RECORDED DATA:
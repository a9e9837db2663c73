//! Schmitt (2008) tissue-composition partitioning

use std::collections::BTreeMap;

use serde::{Deserialize, Serialize};

use crate::data::chemical::ChemicalProperties;
use crate::data::physiology::{PhysiologyProfile, Tissue, TissueComposition};
use crate::error::Warnings;
use crate::partition::ionization::{calc_dow, calc_ionization, is_base};
use crate::PbtkError;

/// Upper bound applied to the octanol:water partition coefficient
pub const MAX_POW: f64 = 1e6;

/// Interstitial protein as a fraction of plasma protein
const INTERSTITIAL_PROTEIN_RATIO: f64 = 0.37;

/// Cap Pow at [MAX_POW]. NaN is passed through unchanged.
pub fn truncate_pow(pow: f64, warnings: &mut Warnings) -> f64 {
    if pow > MAX_POW {
        warnings.clamp("Pow", pow, MAX_POW, "octanol:water partition above 1e6");
        MAX_POW
    } else {
        pow
    }
}

/// Membrane affinity, driving acidic phospholipid and protein binding
pub fn membrane_affinity(pow: f64) -> f64 {
    10f64.powf(1.294 + 0.304 * pow.log10())
}

/// Neutral phospholipids partition like 30 % lipid and 70 % water
pub fn neutral_phospholipid_affinity(pow: f64) -> f64 {
    0.3 * pow + 0.7
}

/// Chemical inputs of the partitioning model
#[derive(Debug, Clone, PartialEq, Serialize, Deserialize)]
pub struct SchmittInputs {
    /// Truncated octanol:water partition coefficient
    pub pow: f64,
    pub pka_donor: Vec<f64>,
    pub pka_accept: Vec<f64>,
}

impl SchmittInputs {
    pub fn new(pow: f64, pka_donor: Vec<f64>, pka_accept: Vec<f64>) -> Self {
        Self {
            pow,
            pka_donor,
            pka_accept,
        }
    }

    /// Build from a property record; logP and both pKa lists must be present
    pub fn from_properties(
        properties: &ChemicalProperties,
        warnings: &mut Warnings,
    ) -> Result<Self, PbtkError> {
        let log_p = properties.require_log_p()?;
        let (donor, accept) = properties.require_pka()?;
        Ok(Self {
            pow: truncate_pow(10f64.powf(log_p), warnings),
            pka_donor: donor.to_vec(),
            pka_accept: accept.to_vec(),
        })
    }

    pub fn dow(&self, ph: f64) -> f64 {
        calc_dow(self.pow, ph, &self.pka_donor, &self.pka_accept)
    }
}

/// Tissue : unbound plasma concentration ratio of one tissue
pub fn tissue_to_unbound_plasma(
    inputs: &SchmittInputs,
    tissue: &TissueComposition,
    physiology: &PhysiologyProfile,
) -> f64 {
    let plasma = &physiology.plasma;
    let cell = calc_ionization(tissue.ph, &inputs.pka_donor, &inputs.pka_accept);
    let at_plasma = calc_ionization(plasma.ph, &inputs.pka_donor, &inputs.pka_accept);

    let neutral_lipid = if is_base(tissue.ph, &inputs.pka_donor, &inputs.pka_accept) {
        inputs.pow
    } else {
        inputs.dow(tissue.ph)
    };
    let neutral_phospholipid = neutral_phospholipid_affinity(inputs.pow);
    let membrane = membrane_affinity(inputs.pow);
    let acidic_phospholipid =
        membrane * (cell.neutral + 20.0 * cell.positive + 0.05 * cell.negative);
    let protein = 0.163 + 0.0221 * membrane;

    let trapping = at_plasma.neutral / cell.neutral;
    let k_cell = (tissue.water
        + neutral_lipid * tissue.neutral_lipid
        + neutral_phospholipid * tissue.neutral_phospholipid
        + acidic_phospholipid * tissue.acidic_phospholipid
        + protein * tissue.protein)
        * trapping;

    let k_interstitial =
        plasma.water + protein * INTERSTITIAL_PROTEIN_RATIO * plasma.protein;

    tissue.interstitial * k_interstitial + (1.0 - tissue.interstitial) * k_cell
}

/// Tissue : unbound plasma partition coefficients, keyed by tissue
#[derive(Debug, Clone, Default, PartialEq, Serialize, Deserialize)]
pub struct PartitionCoefficientSet(BTreeMap<Tissue, f64>);

impl PartitionCoefficientSet {
    pub fn get(&self, tissue: Tissue) -> Option<f64> {
        self.0.get(&tissue).copied()
    }

    pub fn insert(&mut self, tissue: Tissue, value: f64) {
        self.0.insert(tissue, value);
    }

    pub fn iter(&self) -> impl Iterator<Item = (&Tissue, &f64)> {
        self.0.iter()
    }

    pub fn len(&self) -> usize {
        self.0.len()
    }

    pub fn is_empty(&self) -> bool {
        self.0.is_empty()
    }

    /// Volume weighted coefficient of a group of tissues
    pub fn lump(&self, tissues: &[Tissue], physiology: &PhysiologyProfile) -> Result<f64, PbtkError> {
        let mut volume = 0.0;
        let mut weighted = 0.0;
        for &tissue in tissues {
            let v = physiology.tissue(tissue)?.volume;
            let k = self.get(tissue).ok_or_else(|| {
                PbtkError::missing(format!("K{}2pu", tissue.name()), "partition coefficient")
            })?;
            volume += v;
            weighted += v * k;
        }
        if volume <= 0.0 {
            return Err(PbtkError::domain("lumped tissues have no volume"));
        }
        Ok(weighted / volume)
    }
}

/// Predict Kt2pu for every organ and for red blood cells
pub fn predict_partitioning_schmitt(
    inputs: &SchmittInputs,
    physiology: &PhysiologyProfile,
) -> Result<PartitionCoefficientSet, PbtkError> {
    let mut set = PartitionCoefficientSet::default();
    for tissue in Tissue::ORGANS
        .iter()
        .chain(std::iter::once(&Tissue::RedBloodCells))
    {
        let composition = physiology.composition(*tissue)?;
        set.insert(
            *tissue,
            tissue_to_unbound_plasma(inputs, &composition, physiology),
        );
    }
    Ok(set)
}

/// Blood : plasma concentration ratio from the red blood cell partition coefficient
pub fn calc_rblood2plasma(hematocrit: f64, krbc2pu: f64, fup: f64) -> f64 {
    if hematocrit == 0.0 {
        return 1.0;
    }
    1.0 - hematocrit + hematocrit * krbc2pu * fup
}
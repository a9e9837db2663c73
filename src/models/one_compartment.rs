use crate::data::chemical::ChemicalProperties;
use crate::data::physiology::PhysiologyProfile;
use crate::models::{
    positive_fup, CompartmentSystem, Model, ModelKind, OutputColumn, OutputKind,
};
use crate::parameters::{check_applicability, Assembly, Param, ParameterSet, ParameterizeOptions};
use crate::simulator::Route;
use crate::PbtkError;

const REQUIRED: [Param; 10] = [
    Param::BodyWeight,
    Param::MolecularWeight,
    Param::FunboundPlasma,
    Param::Rblood2plasma,
    Param::Vdist,
    Param::Kelim,
    Param::Kgutabs,
    Param::Fabsgut,
    Param::HepaticBioavailability,
    Param::HepaticClearance,
];

const STATES: [&str; 4] = ["Agutlumen", "Acompartment", "Ametabolized", "AUC"];

const OUTPUTS: [OutputColumn; 5] = [
    OutputColumn::new("Agutlumen", OutputKind::Amount),
    OutputColumn::new("Acompartment", OutputKind::Amount),
    OutputColumn::new("Ametabolized", OutputKind::Amount),
    OutputColumn::new("Ccompartment", OutputKind::Concentration),
    OutputColumn::new("AUC", OutputKind::Auc),
];

/// Single well-mixed plasma-referenced compartment with first-order absorption
/// and elimination
#[derive(Debug, Clone, Copy, Default)]
pub struct OneCompartment;

impl Model for OneCompartment {
    fn kind(&self) -> ModelKind {
        ModelKind::OneCompartment
    }

    fn required_parameters(&self) -> &'static [Param] {
        &REQUIRED
    }

    fn parameterize(
        &self,
        properties: &ChemicalProperties,
        physiology: &PhysiologyProfile,
        options: &ParameterizeOptions,
    ) -> Result<ParameterSet, PbtkError> {
        check_applicability(self, properties, options)?;
        let assembly = Assembly::build(properties, physiology, options)?;
        let mut values = assembly.common_values(options);
        values.insert(Param::Qgfrc, physiology.gfr);
        Ok(ParameterSet::new(self.kind(), values)?
            .with_derivation(assembly.partition, assembly.warnings))
    }

    fn css_plasma(&self, params: &ParameterSet, dose_rate: f64) -> Result<f64, PbtkError> {
        positive_fup(params)?;
        let bioavailability =
            params.get(Param::Fabsgut)? * params.get(Param::HepaticBioavailability)?;
        let clearance = params.get(Param::Kelim)? * params.get(Param::Vdist)?;
        if clearance.is_nan() || clearance <= 0.0 {
            return Err(PbtkError::domain(format!(
                "no elimination (kelim * Vdist = {}), steady state is unbounded",
                clearance
            )));
        }
        Ok(dose_rate * bioavailability / clearance)
    }

    fn system(&self, params: &ParameterSet) -> Result<Box<dyn CompartmentSystem>, PbtkError> {
        let vdist = params.get(Param::Vdist)? * params.get(Param::BodyWeight)?;
        if vdist.is_nan() || vdist <= 0.0 {
            return Err(PbtkError::domain(format!(
                "volume of distribution must be positive, got {}",
                vdist
            )));
        }
        Ok(Box::new(OneCompartmentSystem {
            kgutabs: params.get(Param::Kgutabs)?,
            kelim: params.get(Param::Kelim)?,
            vdist,
            oral_fraction: params.get(Param::Fabsgut)?
                * params.get(Param::HepaticBioavailability)?,
        }))
    }
}

#[derive(Debug, Clone)]
struct OneCompartmentSystem {
    kgutabs: f64,
    kelim: f64,
    /// L
    vdist: f64,
    oral_fraction: f64,
}

impl CompartmentSystem for OneCompartmentSystem {
    fn states(&self) -> &'static [&'static str] {
        &STATES
    }

    fn outputs(&self) -> &'static [OutputColumn] {
        &OUTPUTS
    }

    fn dose_state(&self, route: Route) -> Result<usize, PbtkError> {
        match route {
            Route::Oral => Ok(0),
            Route::Iv => Ok(1),
            Route::Inhalation => Err(PbtkError::domain(
                "the 1compartment model has no inhalation route",
            )),
        }
    }

    fn dose_fraction(&self, route: Route) -> f64 {
        match route {
            Route::Oral => self.oral_fraction,
            _ => 1.0,
        }
    }

    fn plasma_output(&self) -> &'static str {
        "Ccompartment"
    }

    fn rhs(&self, x: &[f64], _forcing: f64, dx: &mut [f64]) {
        let absorption = self.kgutabs * x[0];
        let elimination = self.kelim * x[1];
        dx[0] = -absorption;
        dx[1] = absorption - elimination;
        dx[2] = elimination;
        dx[3] = x[1] / self.vdist;
    }

    fn observe(&self, x: &[f64], _forcing: f64, y: &mut [f64]) {
        y[0] = x[0];
        y[1] = x[1];
        y[2] = x[2];
        y[3] = x[1] / self.vdist;
        y[4] = x[3];
    }
}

EXERCISE:
Work out how many lines in the entries contain "ModelKind" and give that number alone.

RESULT FOR THIS TASK:
3